§ REQUIRED WORK:
Look over the lines below. Report each one that includes the string "index".

(Saved entries)
--*--
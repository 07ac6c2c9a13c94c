use std::cell::{Cell, RefCell};
use std::future::Future;
use std::pin::Pin;
use std::task::{Context, Poll};

use futures::future::LocalBoxFuture;

use crate::error::{AnimationError, AnimationResult};

use super::{TransitionDirective, TransitionRenderer};

/// No-op renderer used by tests and headless scheduling.
///
/// Records every directive it receives and completes after a configurable
/// number of cooperative yields, so schedulers can be observed and
/// interrupted while a transition is still in flight. Individual calls can
/// be scripted to fail for error-path coverage.
#[derive(Debug, Default)]
pub struct NullTransitionRenderer {
    calls: RefCell<Vec<TransitionDirective>>,
    yields_per_call: Cell<usize>,
    failing_calls: RefCell<Vec<usize>>,
}

impl NullTransitionRenderer {
    #[must_use]
    pub fn new() -> Self {
        Self::default()
    }

    /// Completes each transition only after `yields` pending polls.
    #[must_use]
    pub fn with_yields(self, yields: usize) -> Self {
        self.yields_per_call.set(yields);
        self
    }

    /// Scripts the zero-based call `index` to fail with a renderer error.
    pub fn fail_call(&self, index: usize) {
        self.failing_calls.borrow_mut().push(index);
    }

    #[must_use]
    pub fn call_count(&self) -> usize {
        self.calls.borrow().len()
    }

    #[must_use]
    pub fn calls(&self) -> Vec<TransitionDirective> {
        self.calls.borrow().clone()
    }

    #[must_use]
    pub fn call(&self, index: usize) -> Option<TransitionDirective> {
        self.calls.borrow().get(index).cloned()
    }
}

impl TransitionRenderer for NullTransitionRenderer {
    fn transition(&self, directive: TransitionDirective) -> LocalBoxFuture<'_, AnimationResult<()>> {
        let index = {
            let mut calls = self.calls.borrow_mut();
            calls.push(directive);
            calls.len() - 1
        };
        let fails = self.failing_calls.borrow().contains(&index);
        let yields = self.yields_per_call.get();

        Box::pin(async move {
            for _ in 0..yields {
                yield_once().await;
            }
            if fails {
                Err(AnimationError::Renderer(format!(
                    "scripted failure on call {index}"
                )))
            } else {
                Ok(())
            }
        })
    }
}

/// Returns `Pending` exactly once, waking immediately, then completes.
async fn yield_once() {
    struct YieldOnce {
        yielded: bool,
    }

    impl Future for YieldOnce {
        type Output = ();

        fn poll(mut self: Pin<&mut Self>, cx: &mut Context<'_>) -> Poll<()> {
            if self.yielded {
                Poll::Ready(())
            } else {
                self.yielded = true;
                cx.waker().wake_by_ref();
                Poll::Pending
            }
        }
    }

    YieldOnce { yielded: false }.await;
}

#[cfg(test)]
mod tests {
    use futures::executor::block_on;
    use serde_json::json;

    use crate::core::TransitionOptions;
    use crate::error::AnimationError;
    use crate::render::{TransitionDirective, TransitionRenderer};

    use super::NullTransitionRenderer;

    fn directive(tag: &str) -> TransitionDirective {
        TransitionDirective {
            data: Some(vec![json!({ "frame": tag })]),
            layout: None,
            traces: None,
            options: TransitionOptions::default(),
        }
    }

    #[test]
    fn records_directives_in_call_order() {
        let renderer = NullTransitionRenderer::new();
        block_on(renderer.transition(directive("a"))).expect("transition succeeds");
        block_on(renderer.transition(directive("b"))).expect("transition succeeds");

        assert_eq!(renderer.call_count(), 2);
        assert_eq!(renderer.call(0), Some(directive("a")));
        assert_eq!(renderer.call(1), Some(directive("b")));
    }

    #[test]
    fn scripted_call_fails_with_renderer_error() {
        let renderer = NullTransitionRenderer::new();
        renderer.fail_call(1);

        block_on(renderer.transition(directive("a"))).expect("first call succeeds");
        let err = block_on(renderer.transition(directive("b"))).expect_err("second call fails");
        assert!(matches!(err, AnimationError::Renderer(_)));
    }

    #[test]
    fn yielding_transition_still_completes_under_an_executor() {
        let renderer = NullTransitionRenderer::new().with_yields(3);
        block_on(renderer.transition(directive("slow"))).expect("transition completes");
        assert_eq!(renderer.call_count(), 1);
    }
}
--*--
§ TASK OUTPUT:
    /// Scripts the zero-based call `index` to fail with a renderer error.
    pub fn fail_call(&self, index: usize) {
        self.failing_calls.borrow_mut().push(index);
    pub fn call(&self, index: usize) -> Option<TransitionDirective> {
        self.calls.borrow().get(index).cloned()
        let index = {
        let fails = self.failing_calls.borrow().contains(&index);
                    "scripted failure on call {index}"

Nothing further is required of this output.